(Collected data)
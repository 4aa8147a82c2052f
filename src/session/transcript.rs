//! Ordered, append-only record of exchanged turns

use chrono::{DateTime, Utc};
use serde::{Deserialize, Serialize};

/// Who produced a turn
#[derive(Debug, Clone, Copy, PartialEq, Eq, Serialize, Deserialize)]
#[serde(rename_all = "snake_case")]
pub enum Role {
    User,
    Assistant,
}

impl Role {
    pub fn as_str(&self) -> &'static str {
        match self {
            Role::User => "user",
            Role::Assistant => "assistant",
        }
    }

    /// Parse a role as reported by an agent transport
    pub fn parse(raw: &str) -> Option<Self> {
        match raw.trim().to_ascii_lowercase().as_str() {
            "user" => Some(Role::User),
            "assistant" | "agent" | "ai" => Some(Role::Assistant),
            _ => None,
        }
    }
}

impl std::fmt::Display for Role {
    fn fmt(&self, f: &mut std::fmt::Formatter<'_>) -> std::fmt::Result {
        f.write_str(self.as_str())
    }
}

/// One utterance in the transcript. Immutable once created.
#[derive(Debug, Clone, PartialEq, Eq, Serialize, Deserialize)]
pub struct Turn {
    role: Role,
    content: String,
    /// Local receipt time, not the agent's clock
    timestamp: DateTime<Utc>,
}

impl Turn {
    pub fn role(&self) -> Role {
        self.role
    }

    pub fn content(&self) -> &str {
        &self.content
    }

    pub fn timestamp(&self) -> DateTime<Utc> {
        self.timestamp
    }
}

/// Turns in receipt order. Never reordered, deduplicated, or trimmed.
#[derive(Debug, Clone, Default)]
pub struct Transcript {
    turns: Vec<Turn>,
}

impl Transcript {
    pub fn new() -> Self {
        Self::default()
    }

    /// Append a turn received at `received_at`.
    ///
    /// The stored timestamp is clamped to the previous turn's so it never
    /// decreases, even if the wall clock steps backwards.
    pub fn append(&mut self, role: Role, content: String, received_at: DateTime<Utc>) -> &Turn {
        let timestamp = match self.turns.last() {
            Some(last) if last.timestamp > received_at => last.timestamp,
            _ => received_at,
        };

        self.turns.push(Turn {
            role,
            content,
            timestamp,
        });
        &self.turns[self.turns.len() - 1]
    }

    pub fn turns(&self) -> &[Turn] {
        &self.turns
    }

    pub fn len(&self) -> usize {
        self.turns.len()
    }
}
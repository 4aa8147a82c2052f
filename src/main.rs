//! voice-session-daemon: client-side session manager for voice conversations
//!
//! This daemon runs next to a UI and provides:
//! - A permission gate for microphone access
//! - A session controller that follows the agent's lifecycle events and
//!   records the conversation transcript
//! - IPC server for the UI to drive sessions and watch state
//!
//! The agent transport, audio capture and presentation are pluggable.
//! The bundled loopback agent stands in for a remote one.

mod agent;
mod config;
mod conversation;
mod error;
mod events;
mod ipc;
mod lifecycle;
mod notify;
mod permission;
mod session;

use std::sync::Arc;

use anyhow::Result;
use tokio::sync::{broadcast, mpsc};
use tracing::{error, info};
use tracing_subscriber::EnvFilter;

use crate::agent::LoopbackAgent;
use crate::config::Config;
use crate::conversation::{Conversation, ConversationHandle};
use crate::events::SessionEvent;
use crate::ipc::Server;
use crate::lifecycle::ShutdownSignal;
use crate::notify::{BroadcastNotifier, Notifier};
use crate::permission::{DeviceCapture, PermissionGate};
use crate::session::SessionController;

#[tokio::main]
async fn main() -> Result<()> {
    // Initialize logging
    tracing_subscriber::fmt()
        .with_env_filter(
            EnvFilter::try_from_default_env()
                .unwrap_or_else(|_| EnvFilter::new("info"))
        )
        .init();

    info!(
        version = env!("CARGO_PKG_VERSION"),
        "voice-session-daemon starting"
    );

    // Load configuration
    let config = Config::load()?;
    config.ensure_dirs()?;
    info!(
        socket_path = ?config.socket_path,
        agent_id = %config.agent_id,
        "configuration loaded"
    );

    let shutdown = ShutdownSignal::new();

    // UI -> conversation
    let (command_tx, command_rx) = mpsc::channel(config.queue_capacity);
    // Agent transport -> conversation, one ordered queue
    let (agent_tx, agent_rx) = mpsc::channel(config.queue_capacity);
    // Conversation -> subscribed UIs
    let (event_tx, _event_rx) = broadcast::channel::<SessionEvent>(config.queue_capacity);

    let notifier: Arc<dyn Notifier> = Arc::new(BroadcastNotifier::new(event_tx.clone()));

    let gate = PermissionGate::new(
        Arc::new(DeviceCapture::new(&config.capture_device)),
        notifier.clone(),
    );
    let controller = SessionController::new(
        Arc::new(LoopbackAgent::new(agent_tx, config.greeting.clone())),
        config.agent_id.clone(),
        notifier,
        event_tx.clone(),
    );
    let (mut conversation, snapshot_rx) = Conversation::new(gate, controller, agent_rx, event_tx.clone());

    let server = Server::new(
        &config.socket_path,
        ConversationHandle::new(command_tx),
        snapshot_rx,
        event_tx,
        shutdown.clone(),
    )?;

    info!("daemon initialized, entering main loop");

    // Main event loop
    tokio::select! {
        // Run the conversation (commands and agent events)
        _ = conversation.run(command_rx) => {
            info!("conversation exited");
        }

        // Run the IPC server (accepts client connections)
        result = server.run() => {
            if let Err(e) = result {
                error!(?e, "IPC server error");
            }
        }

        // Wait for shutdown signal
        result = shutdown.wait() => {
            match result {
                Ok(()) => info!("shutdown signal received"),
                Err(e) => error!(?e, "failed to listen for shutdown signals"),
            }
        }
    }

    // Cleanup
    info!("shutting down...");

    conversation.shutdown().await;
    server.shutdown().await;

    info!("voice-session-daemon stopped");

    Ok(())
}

■ WHAT THE TASK ASKS
Only a number should come back: the count of lines above that include "events".

■ SOLUTION FOR THIS EXERCISE
4